I am developing a python web scraper with BeautifulSoup that parses "product listings" from this website and extracts some information for each product listing (i.e., price, vendor, etc.). I am able to extract many of this information but one (i.e., the product quantity), which seems to be hidden from the raw html. Looking at the webpage through my browser what I see is (unid = units):

product_name       1 unid      $10.00

but the html for that doesn't show any integer value that I can extract. It shows this html text:

<div class="e-col5 e-col5-offmktplace ">
  <div class="kWlJn zYaQqZ gQvJw">&nbsp;</div> 
  <div class="imgnum-unid"> unid</div>
</div>

My question is how do I get this hidden content of e-col5 which stores the product quantity?

import re
import requests
from bs4 import BeautifulSoup

page = requests.get("https://ligamagic.com.br/?view=cards%2Fsearch&card=Hapatra%2C+Vizier+of+Poisons")
soup = BeautifulSoup(page.content, 'html.parser')
vendor = soup.find_all('div', class_="estoque-linha", mp="2")
print(vendor[1].find(class_='e-col1').find('img')['title'])
print(vendor[1].find(class_='e-col2').find_all(class_='ed-simb')[1].string)
print(vendor[1].find(class_='e-col5'))

EDIT: Hidden content stands for JavasSript dynamically updated content in this case.

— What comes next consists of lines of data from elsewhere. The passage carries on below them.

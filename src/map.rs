//! Map Renderer
//!
//! Builds the world choropleth colored by one metric. The figure is rebuilt
//! from the full store on every call; the GeoJSON is shared, not copied.

use std::fmt;
use std::str::FromStr;
use std::sync::Arc;

use serde::{Deserialize, Serialize};

use crate::charts::figure::{
    AxisTitle, ChoroplethTrace, ColorAxis, ColorBar, Figure, LatLon, Layout, Mapbox, Margin, Marker,
};
use crate::data::{Indicator, IndicatorStore, CARD_YEAR, LATEST_POPULATION_YEAR};

pub const MAP_BACKGROUND: &str = "#d4dadc";
pub const MAP_STYLE: &str = "carto-positron";
pub const MAP_CENTER: LatLon = LatLon {
    lat: 14.778986,
    lon: -15.723305,
};
pub const MAP_ZOOM: f64 = 2.0;
pub const MAP_COLORSCALE: &str = "YlGn";
pub const MAP_OPACITY: f64 = 0.4;

/// Metric shown by the choropleth
#[derive(Debug, Clone, Copy, PartialEq, Eq, Hash, Serialize, Deserialize, Default)]
pub enum MapMetric {
    #[default]
    #[serde(rename = "idh")]
    Hdi,
    #[serde(rename = "populacao")]
    Population,
    #[serde(rename = "renda")]
    Income,
    #[serde(rename = "expectativa_vida")]
    LifeExpectancy,
}

impl MapMetric {
    pub const ALL: [MapMetric; 4] = [
        MapMetric::Hdi,
        MapMetric::Population,
        MapMetric::Income,
        MapMetric::LifeExpectancy,
    ];

    pub fn tag(&self) -> &'static str {
        match self {
            MapMetric::Hdi => "idh",
            MapMetric::Population => "populacao",
            MapMetric::Income => "renda",
            MapMetric::LifeExpectancy => "expectativa_vida",
        }
    }

    /// Radio button label
    pub fn label(&self) -> &'static str {
        match self {
            MapMetric::Hdi => "IDH",
            MapMetric::Population => "População",
            MapMetric::Income => "Renda",
            MapMetric::LifeExpectancy => "Expectativa de Vida",
        }
    }

    /// Source column the metric reads
    pub fn column(&self) -> String {
        match self {
            MapMetric::Hdi => Indicator::Hdi.column_for(CARD_YEAR),
            MapMetric::Population => format!("{} Population", LATEST_POPULATION_YEAR),
            MapMetric::Income => Indicator::Income.column_for(CARD_YEAR),
            MapMetric::LifeExpectancy => Indicator::LifeExpectancy.column_for(CARD_YEAR),
        }
    }

    pub fn from_tag(tag: &str) -> Option<MapMetric> {
        Self::ALL.iter().copied().find(|m| m.tag() == tag)
    }
}

impl fmt::Display for MapMetric {
    fn fmt(&self, f: &mut fmt::Formatter<'_>) -> fmt::Result {
        f.write_str(self.tag())
    }
}

#[derive(Debug, Clone, PartialEq, Eq, thiserror::Error)]
#[error("Unknown map metric: {0}")]
pub struct UnknownMetric(pub String);

impl FromStr for MapMetric {
    type Err = UnknownMetric;

    fn from_str(s: &str) -> Result<Self, Self::Err> {
        Self::from_tag(s).ok_or_else(|| UnknownMetric(s.to_string()))
    }
}

/// Radio button entry
#[derive(Debug, Clone, PartialEq, Eq, Serialize, Deserialize)]
pub struct MetricOption {
    pub label: String,
    pub value: String,
}

pub fn metric_options() -> Vec<MetricOption> {
    MapMetric::ALL
        .iter()
        .map(|m| MetricOption {
            label: m.label().to_string(),
            value: m.tag().to_string(),
        })
        .collect()
}

/// Build the choropleth for a metric.
pub fn build_choropleth(
    store: &IndicatorStore,
    geojson: &Arc<serde_json::Value>,
    metric: MapMetric,
) -> Figure {
    let column = metric.column();
    let mut locations = Vec::with_capacity(store.len());
    let mut values = Vec::with_capacity(store.len());
    let mut names = Vec::with_capacity(store.len());
    let mut groups = Vec::with_capacity(store.len());

    for record in store.iter() {
        let value = match metric {
            MapMetric::Hdi => record.hdi(),
            MapMetric::Population => record.latest_population().map(|p| p as f64),
            MapMetric::Income => record.income(),
            MapMetric::LifeExpectancy => record.life_expectancy(),
        };
        locations.push(record.iso3.clone());
        values.push(value);
        names.push(record.name.clone());
        groups.push(vec![record.development_group.clone().unwrap_or_default()]);
    }

    let trace = ChoroplethTrace {
        geojson: Arc::clone(geojson),
        locations,
        z: values,
        text: Some(names),
        customdata: Some(groups),
        hovertemplate: Some(format!(
            "<b>%{{text}}</b><br>ISO3=%{{location}}<br>Human Development Groups=%{{customdata[0]}}<br>{}=%{{z}}<extra></extra>",
            column
        )),
        coloraxis: "coloraxis".to_string(),
        marker: Some(Marker {
            opacity: Some(MAP_OPACITY),
            ..Default::default()
        }),
    };

    let layout = Layout {
        paper_bgcolor: Some(MAP_BACKGROUND.to_string()),
        autosize: Some(true),
        margin: Some(Margin::zero()),
        showlegend: Some(false),
        mapbox: Some(Mapbox {
            style: MAP_STYLE.to_string(),
            center: MAP_CENTER,
            zoom: MAP_ZOOM,
        }),
        coloraxis: Some(ColorAxis {
            colorscale: MAP_COLORSCALE.to_string(),
            colorbar: ColorBar {
                len: 0.5,
                x: 0.02,
                y: 0.98,
                xanchor: "left".to_string(),
                yanchor: "top".to_string(),
                title: Some(AxisTitle {
                    text: Some(column),
                    font: None,
                }),
            },
        }),
        ..Default::default()
    };

    Figure::new(layout).with_trace(trace)
}

#[cfg(test)]
mod tests {
    use super::*;
    use crate::charts::figure::Trace;
    use crate::data::fixtures;

    fn choropleth(figure: &Figure) -> &ChoroplethTrace {
        match &figure.data[0] {
            Trace::Choroplethmapbox(c) => c,
            other => panic!("expected choropleth, got {:?}", other),
        }
    }

    #[test]
    fn test_metric_tags() {
        for metric in MapMetric::ALL {
            assert_eq!(metric.tag().parse::<MapMetric>(), Ok(metric));
        }
        assert!("pib".parse::<MapMetric>().is_err());
        assert_eq!(MapMetric::default(), MapMetric::Hdi);
        assert_eq!(MapMetric::Population.column(), "2022 Population");
        assert_eq!(MapMetric::Income.column(), "Gross National Income Per Capita (2021)");
    }

    #[test]
    fn test_choropleth_covers_store() {
        let dataset = fixtures::dataset();
        let figure = build_choropleth(&dataset.store, &dataset.geojson, MapMetric::Hdi);
        let trace = choropleth(&figure);

        assert_eq!(trace.locations.len(), dataset.store.len());
        assert_eq!(trace.locations[0], "BRA");
        assert_eq!(trace.z[0], Some(0.754));
        assert!(Arc::ptr_eq(&trace.geojson, &dataset.geojson));
    }

    #[test]
    fn test_population_metric() {
        let dataset = fixtures::dataset();
        let figure = build_choropleth(&dataset.store, &dataset.geojson, MapMetric::Population);
        assert_eq!(choropleth(&figure).z[0], Some(215_313_498.0));
    }

    #[test]
    fn test_map_styling() {
        let dataset = fixtures::dataset();
        let figure = build_choropleth(&dataset.store, &dataset.geojson, MapMetric::Income);
        let value = serde_json::to_value(&figure).unwrap();

        assert_eq!(value["data"][0]["type"], "choroplethmapbox");
        assert_eq!(value["data"][0]["marker"]["opacity"], 0.4);
        assert_eq!(value["layout"]["mapbox"]["style"], "carto-positron");
        assert_eq!(value["layout"]["mapbox"]["zoom"], 2.0);
        assert_eq!(value["layout"]["margin"]["l"], 0);
        assert_eq!(value["layout"]["showlegend"], false);
        assert_eq!(value["layout"]["paper_bgcolor"], "#d4dadc");
        assert_eq!(value["layout"]["coloraxis"]["colorscale"], "YlGn");
        assert_eq!(value["layout"]["coloraxis"]["colorbar"]["len"], 0.5);
        assert_eq!(value["layout"]["coloraxis"]["colorbar"]["xanchor"], "left");
    }
}
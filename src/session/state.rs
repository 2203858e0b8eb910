//! Selection State Machine
//!
//! `{World, Country(c)} × {no chart, chart kind}`. The transitions here are
//! pure and know nothing about the dataset; the engine resolves names and
//! renders the outputs.
//!
//! Invariant: an active chart kind always belongs to the current scope.

use serde::{Deserialize, Serialize};

use crate::charts::{options_for, ChartKind, ChartOption, Scope};
use crate::map::MapMetric;

/// Dropdown value selecting the world scope.
pub const WORLD: &str = "Mundo";

/// Country dropdown value
#[derive(Debug, Clone, PartialEq, Eq, Serialize, Deserialize, Default)]
#[serde(tag = "scope", content = "country", rename_all = "snake_case")]
pub enum Selection {
    #[default]
    World,
    Country(String),
}

impl Selection {
    pub fn scope(&self) -> Scope {
        match self {
            Selection::World => Scope::World,
            Selection::Country(_) => Scope::Country,
        }
    }

    /// Text shown on the scope button and in the dropdown
    pub fn label(&self) -> &str {
        match self {
            Selection::World => WORLD,
            Selection::Country(name) => name,
        }
    }

    pub fn country(&self) -> Option<&str> {
        match self {
            Selection::World => None,
            Selection::Country(name) => Some(name),
        }
    }
}

/// A chart kind was chosen that does not belong to the current scope
#[derive(Debug, Clone, Copy, PartialEq, Eq, thiserror::Error)]
#[error("Chart '{kind}' is not available in {scope:?} scope")]
pub struct ScopeMismatch {
    pub kind: ChartKind,
    pub scope: Scope,
}

/// Per-session selection
#[derive(Debug, Clone, PartialEq, Eq, Serialize, Deserialize, Default)]
pub struct SelectionState {
    pub selection: Selection,
    pub chart_kind: Option<ChartKind>,
    pub map_metric: MapMetric,
}

impl SelectionState {
    pub fn scope(&self) -> Scope {
        self.selection.scope()
    }

    /// Chart-kind options for the current scope
    pub fn chart_options(&self) -> Vec<ChartOption> {
        options_for(self.scope())
    }

    /// Switch to the world scope. The chart kind is always cleared.
    pub fn select_world(&mut self) {
        self.selection = Selection::World;
        self.chart_kind = None;
    }

    /// Switch to a country.
    ///
    /// A world-scope kind is cleared; a country-scope kind stays active so
    /// the same chart follows the new country.
    pub fn select_country(&mut self, name: impl Into<String>) {
        if self.chart_kind.is_some_and(|kind| kind.scope() == Scope::World) {
            self.chart_kind = None;
        }
        self.selection = Selection::Country(name.into());
    }

    /// Set or clear the chart kind. A kind from the other scope clears it.
    pub fn select_chart(&mut self, kind: Option<ChartKind>) -> Result<(), ScopeMismatch> {
        match kind {
            Some(kind) if kind.scope() != self.scope() => {
                self.chart_kind = None;
                Err(ScopeMismatch {
                    kind,
                    scope: self.scope(),
                })
            }
            other => {
                self.chart_kind = other;
                Ok(())
            }
        }
    }

    pub fn select_metric(&mut self, metric: MapMetric) {
        self.map_metric = metric;
    }
}
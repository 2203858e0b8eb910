//! Display Formatting
//!
//! Text renderings used by the detail cards. These strings are shown verbatim
//! by the display layer, so every rule here is exact:
//!
//! - large integers use `.` as the thousands separator (`215.313.498`)
//! - currency is `$` + comma-grouped value with two decimals + ` USD`
//! - life expectancy is truncated, never rounded (`72 anos`)
//! - areas below 1000 km² keep the historical `0.<value> km²` rendering
//! - percentages carry two decimals and a `%` suffix

use num_format::{Locale, ToFormattedString};

/// World land + water surface, shown on the World card.
pub const WORLD_AREA_KM2: f64 = 510_100_000.0;

/// Group an integer with `.` separators: `1234567` → `1.234.567`.
pub fn group_thousands(value: u64) -> String {
    value.to_formatted_string(&Locale::en).replace(',', ".")
}

/// Population count for the cards.
pub fn format_population(value: u64) -> String {
    group_thousands(value)
}

/// Share of the world population: `2.70%`.
pub fn format_percentage(value: f64) -> String {
    format!("{:.2}%", value)
}

/// Per-capita income: `$14,370.42 USD`.
pub fn format_currency(value: f64) -> String {
    let fixed = format!("{:.2}", value.abs());
    let (whole, cents) = fixed.split_once('.').unwrap_or((fixed.as_str(), "00"));
    let whole = whole
        .parse::<u64>()
        .map(|w| w.to_formatted_string(&Locale::en))
        .unwrap_or_else(|_| whole.to_string());
    let sign = if value < 0.0 && fixed != "0.00" { "-" } else { "" };
    format!("{}${}.{} USD", sign, whole, cents)
}

/// Life expectancy in whole years: `72.8` → `72 anos`.
pub fn format_life_expectancy(value: f64) -> String {
    format!("{} anos", value.trunc() as i64)
}

/// HDI value as stored: `0.754`.
pub fn format_hdi(value: f64) -> String {
    format!("{}", value)
}

/// Country area.
///
/// Values under 1000 render as `0.<value> km²` without dividing, so `900`
/// becomes `0.900 km²` and `26` becomes `0.26 km²`. Larger values are grouped
/// with `.` separators: `510100000` → `510.100.000 km²`.
pub fn format_area(value: f64) -> String {
    if value < 1000.0 {
        return format!("0.{} km²", plain_number(value));
    }

    let whole = group_thousands(value.trunc() as u64);
    let fraction = value.fract();
    if fraction == 0.0 {
        format!("{} km²", whole)
    } else {
        // Keep the shortest decimal digits of the fractional part.
        let digits = format!("{}", value);
        let decimals = digits.split_once('.').map(|(_, d)| d).unwrap_or("");
        format!("{}.{} km²", whole, decimals)
    }
}

/// Integral values print without a decimal point, the rest as-is.
fn plain_number(value: f64) -> String {
    if value.fract() == 0.0 && value.is_finite() {
        format!("{}", value as i64)
    } else {
        format!("{}", value)
    }
}

#[cfg(test)]
mod tests {
    use super::*;

    #[test]
    fn test_group_thousands() {
        assert_eq!(group_thousands(0), "0");
        assert_eq!(group_thousands(999), "999");
        assert_eq!(group_thousands(1_000), "1.000");
        assert_eq!(group_thousands(215_313_498), "215.313.498");
    }

    #[test]
    fn test_area_large_value() {
        let area = format_area(WORLD_AREA_KM2);
        assert_eq!(area, "510.100.000 km²");
        assert!(area.ends_with("km²"));
    }

    #[test]
    fn test_area_small_value_keeps_quirk() {
        assert_eq!(format_area(900.0), "0.900 km²");
        assert_eq!(format_area(26.0), "0.26 km²");
        assert_eq!(format_area(0.44), "0.0.44 km²");
    }

    #[test]
    fn test_area_boundary() {
        assert_eq!(format_area(1000.0), "1.000 km²");
        assert_eq!(format_area(1234.5), "1.234.5 km²");
    }

    #[test]
    fn test_currency() {
        assert_eq!(format_currency(14370.42), "$14,370.42 USD");
        assert_eq!(format_currency(732.1), "$732.10 USD");
        assert_eq!(format_currency(0.0), "$0.00 USD");
        assert_eq!(format_currency(1_000_000.0), "$1,000,000.00 USD");
    }

    #[test]
    fn test_life_expectancy_truncates() {
        assert_eq!(format_life_expectancy(72.8), "72 anos");
        assert_eq!(format_life_expectancy(72.0), "72 anos");
        assert_eq!(format_life_expectancy(76.99), "76 anos");
    }

    #[test]
    fn test_percentage() {
        assert_eq!(format_percentage(2.7), "2.70%");
        assert_eq!(format_percentage(0.0), "0.00%");
        assert_eq!(format_percentage(17.88), "17.88%");
    }

    #[test]
    fn test_hdi() {
        assert_eq!(format_hdi(0.754), "0.754");
    }
}
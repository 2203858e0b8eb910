//! Small datasets shared by the unit tests.

use std::path::Path;

use super::{DataSources, Dataset, IndicatorStore};
use crate::config::AssetConfig;

pub const INDICATORS_CSV: &str = "\
ISO3,Country,Human Development Groups,UNDP Developing Regions,HDI Rank (2021),Human Development Index (1990),Human Development Index (2000),Human Development Index (2021),Life Expectancy at Birth (1990),Life Expectancy at Birth (2000),Life Expectancy at Birth (2021),Gross National Income Per Capita (1990),Gross National Income Per Capita (2000),Gross National Income Per Capita (2021)
BRA,Brazil,High,LAC,87,0.61,0.685,0.754,66.3,70.1,72.8,10800.5,11500.2,14370.42
ARG,Argentina,Very High,LAC,47,0.723,0.77,0.842,71.8,73.9,75.4,15000,17000,20925.27
CHL,Chile,Very High,LAC,42,0.706,0.761,0.855,73.3,76.8,78.9,9000,15000,24562.7
NOR,Norway,Very High,,2,0.838,0.913,0.961,76.6,78.8,83.2,45000,60000,64660.1
HKG,Hong Kong,Very High,,4,0.781,0.837,0.952,77.4,80.9,85.5,35000,45000,62606.8
TUV,Tuvalu,Medium,EAP,,,,0.641,63,64.1,64.5,,5000,6209.83
";

pub const REGIONS_CSV: &str = "\
ISO Code,UN Region
BRA,Americas
ARG,Americas
CHL,Americas
NOR,Europe
TUV,Oceania
";

pub const POPULATION_CSV: &str = "\
Rank,CCA3,Country/Territory,Capital,Continent,2022 Population,2020 Population,2015 Population,2010 Population,2000 Population,1990 Population,1980 Population,1970 Population,Area (km²),Density (per km²),Growth Rate,World Population Percentage
7,BRA,Brazil,Brasilia,South America,215313498,213196304,205188205,196353492,175873720,150706446,122288383,96369875,8515767,25.2841,1.0046,2.7
33,ARG,Argentina,Buenos Aires,South America,45510318,45036032,43257065,41100123,37070774,32637657,28024803,23842803,2780400,16.3683,1.0052,0.57
64,CHL,Chile,Santiago,South America,19603733,19300315,17870124,17004162,15351799,13342868,11469828,9820481,756102,25.9273,1.0044,0.25
118,NOR,Norway,Oslo,Europe,5434319,5379839,5190356,4889741,4491202,4241636,4085776,3875546,323802,16.7828,1.0069,0.07
104,HKG,Hong Kong,Hong Kong,Asia,7488865,7500958,7399838,7132438,6731195,5838574,5054351,3955072,1104,6783.3922,0.9992,0.09
225,TUV,Tuvalu,Funafuti,Oceania,11312,11069,10877,10550,9638,9182,8305,6602,26,435.0769,1.0098,0
";

pub const GEOJSON: &str = r#"{
  "type": "FeatureCollection",
  "features": [
    {"type": "Feature", "properties": {"name": "Brazil", "iso_a3": "BRA", "iso_a3_eh": "BRA", "iso_a2": "BR", "iso_a2_eh": "BR", "postal": "BR"},
     "geometry": {"type": "Polygon", "coordinates": [[[-60.0, -5.0], [-40.0, -5.0], [-40.0, -20.0], [-60.0, -5.0]]]}},
    {"type": "Feature", "properties": {"name": "Argentina", "iso_a3": "ARG", "iso_a3_eh": "ARG", "iso_a2": "AR", "iso_a2_eh": "AR", "postal": "AR"}, "geometry": null},
    {"type": "Feature", "properties": {"name": "Chile", "iso_a3": "CHL", "iso_a3_eh": "CHL", "iso_a2": "CL", "iso_a2_eh": "CL", "postal": "CL"}, "geometry": null},
    {"type": "Feature", "properties": {"name": "Norway", "iso_a3": "-99", "iso_a3_eh": "NOR", "iso_a2": "-99", "iso_a2_eh": "NO", "postal": "N"}, "geometry": null},
    {"type": "Feature", "properties": {"name": "Hong Kong", "iso_a3": "HKG", "iso_a3_eh": "HKG", "iso_a2": "HK", "iso_a2_eh": "HK", "postal": "HK"}, "geometry": null},
    {"type": "Feature", "properties": {"name": "N. Cyprus", "iso_a3": "-99", "iso_a3_eh": "-99", "iso_a2": "-99", "iso_a2_eh": "-99", "postal": "CN"}, "geometry": null},
    {"type": "Feature", "properties": {"name": "Antarctica", "iso_a3": "ATA", "iso_a3_eh": "ATA", "iso_a2": "AQ", "iso_a2_eh": "AQ", "postal": "AQ"}, "geometry": null}
  ]
}"#;

pub fn sources() -> DataSources<'static> {
    DataSources {
        indicators: INDICATORS_CSV,
        regions: REGIONS_CSV,
        population: POPULATION_CSV,
        geojson: GEOJSON,
    }
}

pub fn dataset() -> Dataset {
    Dataset::from_sources(sources(), &AssetConfig::default()).unwrap()
}

pub fn store() -> IndicatorStore {
    dataset().store
}

/// Write the fixture files under their default names.
pub fn write_data_dir(dir: &Path) {
    std::fs::write(dir.join("hdi_info.csv"), INDICATORS_CSV).unwrap();
    std::fs::write(dir.join("regioes.csv"), REGIONS_CSV).unwrap();
    std::fs::write(dir.join("world_population.csv"), POPULATION_CSV).unwrap();
    std::fs::write(dir.join("custom.geo.json"), GEOJSON).unwrap();
}
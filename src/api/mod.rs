//! Info Mundo HTTP API
//!
//! HTTP API layer for the dashboard, built with Axum.
//!
//! # Endpoints
//!
//! ## Sessions
//! - `POST /api/v1/sessions` - Open a session, returns the initial view
//! - `GET /api/v1/sessions/:id` - Current view
//! - `POST /api/v1/sessions/:id/events` - Apply one UI event
//! - `DELETE /api/v1/sessions/:id` - Close a session
//!
//! ## Catalog
//! - `GET /api/v1/countries` - Country dropdown options
//! - `GET /api/v1/map/metrics` - Map metric options
//!
//! ## Map
//! - `GET /api/v1/map?metric=idh` - Choropleth descriptor
//!
//! ## Health
//! - `GET /health/live` - Liveness probe
//! - `GET /health/ready` - Readiness probe
//! - `GET /health` - Full health status
//!
//! ## WebSocket
//! - `GET /ws` - One session per connection
//!
//! # Example
//!
//! ```rust,ignore
//! use infomundo::api::{serve, AppState};
//! use infomundo::config::Config;
//! use infomundo::data::Dataset;
//! use std::sync::Arc;
//!
//! #[tokio::main]
//! async fn main() -> Result<(), Box<dyn std::error::Error>> {
//!     let config = Config::default();
//!     let dataset = Arc::new(Dataset::load(&config.data, &config.assets)?);
//!
//!     let state = AppState::new(dataset, config.api.clone(), config.sessions.clone());
//!     serve(state, &config.api).await?;
//!
//!     Ok(())
//! }
//! ```

pub mod dto;
pub mod error;
pub mod routes;
pub mod state;

pub use error::{ApiError, ApiResult};
pub use state::AppState;

use axum::{
    http::HeaderValue,
    routing::{get, post},
    Router,
};
use std::sync::Arc;
use tower_http::{
    cors::{Any, CorsLayer},
    trace::TraceLayer,
};

use crate::config::ApiConfig;
use crate::websocket::websocket_handler;

/// Build the API router with all routes and middleware
pub fn build_router(state: AppState) -> Router {
    let api_routes = Router::new()
        // Session routes
        .route("/sessions", post(routes::sessions::create_session))
        .route(
            "/sessions/:id",
            get(routes::sessions::get_session).delete(routes::sessions::delete_session),
        )
        .route("/sessions/:id/events", post(routes::sessions::post_event))
        // Catalog routes
        .route("/countries", get(routes::catalog::list_countries))
        .route("/map/metrics", get(routes::catalog::list_metrics))
        // Map routes
        .route("/map", get(routes::map::get_map));

    let health_routes = Router::new()
        .route("/live", get(routes::health::liveness))
        .route("/ready", get(routes::health::readiness))
        .route("/", get(routes::health::full_health));

    let cors = cors_layer(&state.config.cors_origins);

    // Create shared state
    let shared_state = Arc::new(state);

    Router::new()
        .nest("/api/v1", api_routes)
        .nest("/health", health_routes)
        .route("/ws", get(websocket_handler))
        .fallback(routes::not_found)
        .layer(TraceLayer::new_for_http())
        .layer(cors)
        .with_state(shared_state)
}

/// Permissive when no origins are configured.
fn cors_layer(origins: &[String]) -> CorsLayer {
    let allowed: Vec<HeaderValue> = origins
        .iter()
        .filter_map(|origin| match origin.parse() {
            Ok(value) => Some(value),
            Err(_) => {
                tracing::warn!(origin = %origin, "Ignoring invalid CORS origin");
                None
            }
        })
        .collect();

    if allowed.is_empty() {
        CorsLayer::permissive()
    } else {
        CorsLayer::new()
            .allow_origin(allowed)
            .allow_methods(Any)
            .allow_headers(Any)
    }
}

/// Start the API server
pub async fn serve(state: AppState, config: &ApiConfig) -> Result<(), ApiError> {
    Arc::clone(&state.sessions).start_background_sweep();

    let router = build_router(state);

    let addr = config.addr();
    let listener = tokio::net::TcpListener::bind(&addr).await?;

    tracing::info!("Info Mundo API listening on {}", addr);

    axum::serve(listener, router)
        .with_graceful_shutdown(shutdown_signal())
        .await
        .map_err(|e| ApiError::Internal(format!("Server error: {}", e)))?;

    tracing::info!("Info Mundo API shut down gracefully");
    Ok(())
}

/// Wait for shutdown signal
async fn shutdown_signal() {
    let ctrl_c = async {
        if let Err(e) = tokio::signal::ctrl_c().await {
            tracing::error!(error = %e, "Failed to install Ctrl+C handler");
            std::future::pending::<()>().await;
        }
    };

    #[cfg(unix)]
    let terminate = async {
        match tokio::signal::unix::signal(tokio::signal::unix::SignalKind::terminate()) {
            Ok(mut signal) => {
                signal.recv().await;
            }
            Err(e) => {
                tracing::error!(error = %e, "Failed to install signal handler");
                std::future::pending::<()>().await;
            }
        }
    };

    #[cfg(not(unix))]
    let terminate = std::future::pending::<()>();

    tokio::select! {
        _ = ctrl_c => {},
        _ = terminate => {},
    }

    tracing::info!("Shutdown signal received, starting graceful shutdown");
}
//! UI events accepted by a session.

use serde::{Deserialize, Serialize};

use crate::map::MapMetric;

/// Which control produced a map click
#[derive(Debug, Clone, Copy, PartialEq, Eq, Serialize, Deserialize, Default)]
#[serde(rename_all = "snake_case")]
pub enum ClickOrigin {
    #[default]
    Map,
    /// The scope button re-fires the last map click; those are ignored.
    ResetButton,
}

/// One input from the display layer
#[derive(Debug, Clone, PartialEq, Serialize, Deserialize)]
#[serde(tag = "type", rename_all = "snake_case")]
pub enum DashboardEvent {
    /// Country dropdown: `Mundo`, a country name, or cleared (`null`)
    SelectCountry {
        #[serde(default)]
        value: Option<String>,
    },

    /// Click on a map polygon
    MapClick {
        #[serde(default)]
        iso3: Option<String>,
        #[serde(default)]
        origin: ClickOrigin,
    },

    /// Chart-kind dropdown; empty or missing clears the chart
    SelectChart {
        #[serde(default)]
        kind: Option<String>,
    },

    /// Map metric radio buttons
    SelectMetric { metric: MapMetric },

    /// Scope button pressed: back to the world view
    ResetScope,
}

impl DashboardEvent {
    /// Short name for logs
    pub fn name(&self) -> &'static str {
        match self {
            DashboardEvent::SelectCountry { .. } => "select_country",
            DashboardEvent::MapClick { .. } => "map_click",
            DashboardEvent::SelectChart { .. } => "select_chart",
            DashboardEvent::SelectMetric { .. } => "select_metric",
            DashboardEvent::ResetScope => "reset_scope",
        }
    }
}

#[cfg(test)]
mod tests {
    use super::*;

    #[test]
    fn test_parse_events() {
        let event: DashboardEvent =
            serde_json::from_str(r#"{"type": "select_country", "value": "Brazil"}"#).unwrap();
        assert_eq!(
            event,
            DashboardEvent::SelectCountry {
                value: Some("Brazil".to_string())
            }
        );

        let event: DashboardEvent =
            serde_json::from_str(r#"{"type": "map_click", "iso3": "BRA"}"#).unwrap();
        assert_eq!(
            event,
            DashboardEvent::MapClick {
                iso3: Some("BRA".to_string()),
                origin: ClickOrigin::Map
            }
        );

        let event: DashboardEvent =
            serde_json::from_str(r#"{"type": "select_metric", "metric": "expectativa_vida"}"#)
                .unwrap();
        assert_eq!(
            event,
            DashboardEvent::SelectMetric {
                metric: MapMetric::LifeExpectancy
            }
        );

        let event: DashboardEvent = serde_json::from_str(r#"{"type": "reset_scope"}"#).unwrap();
        assert_eq!(event.name(), "reset_scope");
    }

    #[test]
    fn test_null_and_missing_fields() {
        let event: DashboardEvent =
            serde_json::from_str(r#"{"type": "select_country", "value": null}"#).unwrap();
        assert_eq!(event, DashboardEvent::SelectCountry { value: None });

        let event: DashboardEvent = serde_json::from_str(r#"{"type": "select_chart"}"#).unwrap();
        assert_eq!(event, DashboardEvent::SelectChart { kind: None });
    }

    #[test]
    fn test_invalid_events() {
        assert!(serde_json::from_str::<DashboardEvent>(r#"{"type": "zoom"}"#).is_err());
        assert!(serde_json::from_str::<DashboardEvent>(
            r#"{"type": "select_metric", "metric": "pib"}"#
        )
        .is_err());
    }
}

It appears that the supposedly hidden content is actually dynamically updated with JavaScript. — Luke, Dec 25 '18 at 18:54
What is the proper way to parse this type of content @LukaszSalitra? — delirium, Dec 25 '18 at 19:02
@delirium in general case it's hard. In your specific case may want to look into JavaScript to see what it's doing and basically re-implement it in your parser. — rvs, Dec 25 '18 at 19:15

score 2 · Accepted Answer · answered Dec 25 '18 at 20:30

2

the unid is saved in JS array

vetFiltro[0]=["e3724364",0,1,....];

the 1 is the unid, you can get it with regex

# e-col5
unitID = vendor[1].get('id').replace('line_', '') # line_e3724364 => e3724364
regEx = r'"%s",\d,(\d+)' % unitID
unit = re.search(regEx, page.text).group(1)
print(unit + ' unids')

answered Dec 25 '18 at 20:30

ewwink

18,382
2
44
54

Thanks for the help! How did you found out that? Can I process any other JavaScript fields like that (e.g., price)? – delirium Dec 25 '18 at 20:42
unfortunately I can't find way to get the price. – ewwink Dec 25 '18 at 20:51
thanks anyway. Could you still comment on how you found out about `vetFiltro`? – delirium Dec 25 '18 at 20:55
1

every vendor has ID like `line_e3724364` with the `line_` removed I found it in the page source. and you're welcome. – ewwink Dec 25 '18 at 20:59

Fabian · Answer 2 · 2018-12-25T20:28:41.300

1

If you take a closer look the unid is just an image in a div moved by a class to the correct number.

For example unid 1:

.jLsXy {
    background-image: url(arquivos/up/comp/imgunid/files/img/181224lSfWip8i1lmcj2a520836c8932ewcn.jpg);
}

is the image containing numbers.

.gBpKxZ {
background-position: -424px -23px;
}

is the class for number 1

So find the matching css to the number and create your table ( easy way ) but not best way.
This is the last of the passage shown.